**What to produce**
Write the entries below out again without a single difference.

**Given records**
//! `geodine-distance` — the distance engine.
//!
//! Given a center point and a batch of restaurant locations, computes a
//! great-circle distance for every restaurant in one call.  Two
//! interchangeable formula strategies sit behind the [`DistanceFormula`]
//! trait, selected once at engine construction and never re-branched per
//! point:
//!
//! | Strategy             | Source of truth                                  |
//! |----------------------|--------------------------------------------------|
//! | [`Haversine`]        | Pure trigonometric computation, no dependencies  |
//! | [`SphericalFormula`] | A database-provided `spherical_distance` primitive, reached through [`SphericalBackend`] |
//!
//! The engine is stateless and `Send + Sync`; it may be called concurrently
//! from any number of threads.  It performs no retries and imposes no
//! timeouts — a failed backend call surfaces immediately as
//! [`DistanceError::BackendUnavailable`], and the caller decides whether to
//! retry or construct a haversine engine instead.  There is no silent
//! formula switching.
//!
//! # Crate layout
//!
//! | Module        | Contents                                               |
//! |---------------|--------------------------------------------------------|
//! | [`engine`]    | `DistanceEngine`, `EngineConfig`, `RestaurantDistance` |
//! | [`formula`]   | `FormulaChoice`, the `DistanceFormula` trait           |
//! | [`haversine`] | `haversine_km`, the `Haversine` strategy               |
//! | [`spherical`] | `SphericalBackend` trait, `SphericalFormula` wrapper   |
//! | [`sqlite`]    | `SqliteSphericalBackend` (feature `sqlite` only)       |
//! | [`error`]     | `DistanceError`, `DistResult<T>`                       |
//!
//! # Feature flags
//!
//! | Flag       | Effect                                                    |
//! |------------|-----------------------------------------------------------|
//! | `parallel` | Rayon-parallel haversine batches above a size threshold.  |
//! | `sqlite`   | SQLite spherical backend via `rusqlite`.                  |
//! | `serde`    | Derives `Serialize`/`Deserialize` on public types.        |

pub mod engine;
pub mod error;
pub mod formula;
pub mod haversine;
pub mod spherical;

#[cfg(feature = "sqlite")]
pub mod sqlite;

#[cfg(test)]
mod tests;

// ── Re-exports ────────────────────────────────────────────────────────────────

pub use engine::{DistanceEngine, EngineConfig, RestaurantDistance};
pub use error::{DistResult, DistanceError};
pub use formula::{DistanceFormula, FormulaChoice};
pub use haversine::{haversine_km, Haversine};
pub use spherical::{SphericalBackend, SphericalFormula};

#[cfg(feature = "sqlite")]
pub use sqlite::SqliteSphericalBackend;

**Task solution**
//! `geodine-distance` — the distance engine.
//!
//! Given a center point and a batch of restaurant locations, computes a
//! great-circle distance for every restaurant in one call.  Two
//! interchangeable formula strategies sit behind the [`DistanceFormula`]
//! trait, selected once at engine construction and never re-branched per
//! point:
//!
//! | Strategy             | Source of truth                                  |
//! |----------------------|--------------------------------------------------|
//! | [`Haversine`]        | Pure trigonometric computation, no dependencies  |
//! | [`SphericalFormula`] | A database-provided `spherical_distance` primitive, reached through [`SphericalBackend`] |
//!
//! The engine is stateless and `Send + Sync`; it may be called concurrently
//! from any number of threads.  It performs no retries and imposes no
//! timeouts — a failed backend call surfaces immediately as
//! [`DistanceError::BackendUnavailable`], and the caller decides whether to
//! retry or construct a haversine engine instead.  There is no silent
//! formula switching.
//!
//! # Crate layout
//!
//! | Module        | Contents                                               |
//! |---------------|--------------------------------------------------------|
//! | [`engine`]    | `DistanceEngine`, `EngineConfig`, `RestaurantDistance` |
//! | [`formula`]   | `FormulaChoice`, the `DistanceFormula` trait           |
//! | [`haversine`] | `haversine_km`, the `Haversine` strategy               |
//! | [`spherical`] | `SphericalBackend` trait, `SphericalFormula` wrapper   |
//! | [`sqlite`]    | `SqliteSphericalBackend` (feature `sqlite` only)       |
//! | [`error`]     | `DistanceError`, `DistResult<T>`                       |
//!
//! # Feature flags
//!
//! | Flag       | Effect                                                    |
//! |------------|-----------------------------------------------------------|
//! | `parallel` | Rayon-parallel haversine batches above a size threshold.  |
//! | `sqlite`   | SQLite spherical backend via `rusqlite`.                  |
//! | `serde`    | Derives `Serialize`/`Deserialize` on public types.        |

pub mod engine;
pub mod error;
pub mod formula;
pub mod haversine;
pub mod spherical;

#[cfg(feature = "sqlite")]
pub mod sqlite;

#[cfg(test)]
mod tests;

// ── Re-exports ────────────────────────────────────────────────────────────────

pub use engine::{DistanceEngine, EngineConfig, RestaurantDistance};
pub use error::{DistResult, DistanceError};
pub use formula::{DistanceFormula, FormulaChoice};
pub use haversine::{haversine_km, Haversine};
pub use spherical::{SphericalBackend, SphericalFormula};

#[cfg(feature = "sqlite")]
pub use sqlite::SqliteSphericalBackend;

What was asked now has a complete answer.